--- YOUR OBJECTIVE ---
Would you reproduce the entries exactly, including every line?

--- INPUT ---
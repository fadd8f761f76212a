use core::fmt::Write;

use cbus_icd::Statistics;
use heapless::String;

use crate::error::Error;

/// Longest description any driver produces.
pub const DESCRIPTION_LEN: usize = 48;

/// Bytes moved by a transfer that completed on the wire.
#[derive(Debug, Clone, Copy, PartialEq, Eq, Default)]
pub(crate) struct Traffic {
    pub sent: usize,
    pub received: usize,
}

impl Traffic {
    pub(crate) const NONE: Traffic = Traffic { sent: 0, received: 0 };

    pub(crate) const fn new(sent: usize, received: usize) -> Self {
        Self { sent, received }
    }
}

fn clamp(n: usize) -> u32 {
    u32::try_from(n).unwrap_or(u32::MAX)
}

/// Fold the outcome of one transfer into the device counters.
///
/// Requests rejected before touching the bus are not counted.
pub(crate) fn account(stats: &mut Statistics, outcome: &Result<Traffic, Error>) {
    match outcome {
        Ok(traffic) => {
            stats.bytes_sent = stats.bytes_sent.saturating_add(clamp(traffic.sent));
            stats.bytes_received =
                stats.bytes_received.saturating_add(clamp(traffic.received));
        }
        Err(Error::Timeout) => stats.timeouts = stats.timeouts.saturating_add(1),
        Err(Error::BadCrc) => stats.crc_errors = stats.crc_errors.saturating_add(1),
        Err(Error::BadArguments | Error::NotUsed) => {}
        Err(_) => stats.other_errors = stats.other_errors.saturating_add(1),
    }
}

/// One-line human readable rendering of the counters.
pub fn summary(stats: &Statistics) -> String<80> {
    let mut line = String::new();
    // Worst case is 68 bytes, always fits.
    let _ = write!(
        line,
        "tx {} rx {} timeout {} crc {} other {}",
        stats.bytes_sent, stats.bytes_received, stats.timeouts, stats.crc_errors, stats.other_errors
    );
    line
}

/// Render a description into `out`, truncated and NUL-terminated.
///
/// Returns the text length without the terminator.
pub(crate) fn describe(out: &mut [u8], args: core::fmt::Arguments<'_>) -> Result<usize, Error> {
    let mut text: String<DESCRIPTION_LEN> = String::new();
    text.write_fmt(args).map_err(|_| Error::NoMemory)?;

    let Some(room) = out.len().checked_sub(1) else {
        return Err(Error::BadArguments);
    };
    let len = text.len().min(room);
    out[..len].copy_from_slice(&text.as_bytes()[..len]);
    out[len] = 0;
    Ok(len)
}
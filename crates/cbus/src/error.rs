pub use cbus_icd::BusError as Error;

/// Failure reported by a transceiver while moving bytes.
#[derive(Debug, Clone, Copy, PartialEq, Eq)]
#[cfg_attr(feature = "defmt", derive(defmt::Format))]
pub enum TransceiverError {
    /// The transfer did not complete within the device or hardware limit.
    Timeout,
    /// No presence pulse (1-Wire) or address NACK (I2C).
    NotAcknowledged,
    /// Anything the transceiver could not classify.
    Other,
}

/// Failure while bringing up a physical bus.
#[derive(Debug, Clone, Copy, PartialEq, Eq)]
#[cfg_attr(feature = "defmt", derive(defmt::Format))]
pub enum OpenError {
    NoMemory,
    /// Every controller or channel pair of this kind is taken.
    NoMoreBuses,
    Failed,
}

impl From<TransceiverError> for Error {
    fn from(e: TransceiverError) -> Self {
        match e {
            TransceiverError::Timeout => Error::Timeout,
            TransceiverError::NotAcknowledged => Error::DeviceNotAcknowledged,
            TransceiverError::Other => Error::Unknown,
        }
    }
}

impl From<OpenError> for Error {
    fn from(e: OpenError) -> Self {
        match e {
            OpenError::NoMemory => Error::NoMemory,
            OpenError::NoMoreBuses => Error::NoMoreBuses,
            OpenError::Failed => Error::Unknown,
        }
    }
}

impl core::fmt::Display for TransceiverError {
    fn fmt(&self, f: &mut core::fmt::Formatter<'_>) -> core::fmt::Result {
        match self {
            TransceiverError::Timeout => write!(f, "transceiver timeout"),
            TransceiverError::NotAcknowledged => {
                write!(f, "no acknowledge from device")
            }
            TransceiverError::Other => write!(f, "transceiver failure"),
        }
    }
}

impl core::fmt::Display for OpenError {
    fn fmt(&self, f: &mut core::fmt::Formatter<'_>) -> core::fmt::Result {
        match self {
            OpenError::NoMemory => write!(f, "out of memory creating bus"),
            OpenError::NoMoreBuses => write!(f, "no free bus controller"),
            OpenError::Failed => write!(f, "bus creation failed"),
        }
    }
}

--- FINISHED EXERCISE ---
repository fadd8f761f76212a
use core::fmt::Write;

use cbus_icd::Statistics;
use heapless::String;

use crate::error::Error;

/// Longest description any driver produces.
pub const DESCRIPTION_LEN: usize = 48;

/// Bytes moved by a transfer that completed on the wire.
#[derive(Debug, Clone, Copy, PartialEq, Eq, Default)]
pub(crate) struct Traffic {
    pub sent: usize,
    pub received: usize,
}

impl Traffic {
    pub(crate) const NONE: Traffic = Traffic { sent: 0, received: 0 };

    pub(crate) const fn new(sent: usize, received: usize) -> Self {
        Self { sent, received }
    }
}

fn clamp(n: usize) -> u32 {
    u32::try_from(n).unwrap_or(u32::MAX)
}

/// Fold the outcome of one transfer into the device counters.
///
/// Requests rejected before touching the bus are not counted.
pub(crate) fn account(stats: &mut Statistics, outcome: &Result<Traffic, Error>) {
    match outcome {
        Ok(traffic) => {
            stats.bytes_sent = stats.bytes_sent.saturating_add(clamp(traffic.sent));
            stats.bytes_received =
                stats.bytes_received.saturating_add(clamp(traffic.received));
        }
        Err(Error::Timeout) => stats.timeouts = stats.timeouts.saturating_add(1),
        Err(Error::BadCrc) => stats.crc_errors = stats.crc_errors.saturating_add(1),
        Err(Error::BadArguments | Error::NotUsed) => {}
        Err(_) => stats.other_errors = stats.other_errors.saturating_add(1),
    }
}

/// One-line human readable rendering of the counters.
pub fn summary(stats: &Statistics) -> String<80> {
    let mut line = String::new();
    // Worst case is 68 bytes, always fits.
    let _ = write!(
        line,
        "tx {} rx {} timeout {} crc {} other {}",
        stats.bytes_sent, stats.bytes_received, stats.timeouts, stats.crc_errors, stats.other_errors
    );
    line
}

/// Render a description into `out`, truncated and NUL-terminated.
///
/// Returns the text length without the terminator.
pub(crate) fn describe(out: &mut [u8], args: core::fmt::Arguments<'_>) -> Result<usize, Error> {
    let mut text: String<DESCRIPTION_LEN> = String::new();
    text.write_fmt(args).map_err(|_| Error::NoMemory)?;

    let Some(room) = out.len().checked_sub(1) else {
        return Err(Error::BadArguments);
    };
    let len = text.len().min(room);
    out[..len].copy_from_slice(&text.as_bytes()[..len]);
    out[len] = 0;
    Ok(len)
}
filename crates/cbus/src/error.rs
pub use cbus_icd::BusError as Error;

/// Failure reported by a transceiver while moving bytes.
#[derive(Debug, Clone, Copy, PartialEq, Eq)]
#[cfg_attr(feature = "defmt", derive(defmt::Format))]
pub enum TransceiverError {
    /// The transfer did not complete within the device or hardware limit.
    Timeout,
    /// No presence pulse (1-Wire) or address NACK (I2C).
    NotAcknowledged,
    /// Anything the transceiver could not classify.
    Other,
}

/// Failure while bringing up a physical bus.
#[derive(Debug, Clone, Copy, PartialEq, Eq)]
#[cfg_attr(feature = "defmt", derive(defmt::Format))]
pub enum OpenError {
    NoMemory,
    /// Every controller or channel pair of this kind is taken.
    NoMoreBuses,
    Failed,
}

impl From<TransceiverError> for Error {
    fn from(e: TransceiverError) -> Self {
        match e {
            TransceiverError::Timeout => Error::Timeout,
            TransceiverError::NotAcknowledged => Error::DeviceNotAcknowledged,
            TransceiverError::Other => Error::Unknown,
        }
    }
}

impl From<OpenError> for Error {
    fn from(e: OpenError) -> Self {
        match e {
            OpenError::NoMemory => Error::NoMemory,
            OpenError::NoMoreBuses => Error::NoMoreBuses,
            OpenError::Failed => Error::Unknown,
        }
    }
}

impl core::fmt::Display for TransceiverError {
    fn fmt(&self, f: &mut core::fmt::Formatter<'_>) -> core::fmt::Result {
        match self {
            TransceiverError::Timeout => write!(f, "transceiver timeout"),
            TransceiverError::NotAcknowledged => {
                write!(f, "no acknowledge from device")
            }
            TransceiverError::Other => write!(f, "transceiver failure"),
        }
    }
}

impl core::fmt::Display for OpenError {
    fn fmt(&self, f: &mut core::fmt::Formatter<'_>) -> core::fmt::Result {
        match self {
            OpenError::NoMemory => write!(f, "out of memory creating bus"),
            OpenError::NoMoreBuses => write!(f, "no free bus controller"),
            OpenError::Failed => write!(f, "bus creation failed"),
        }
    }
}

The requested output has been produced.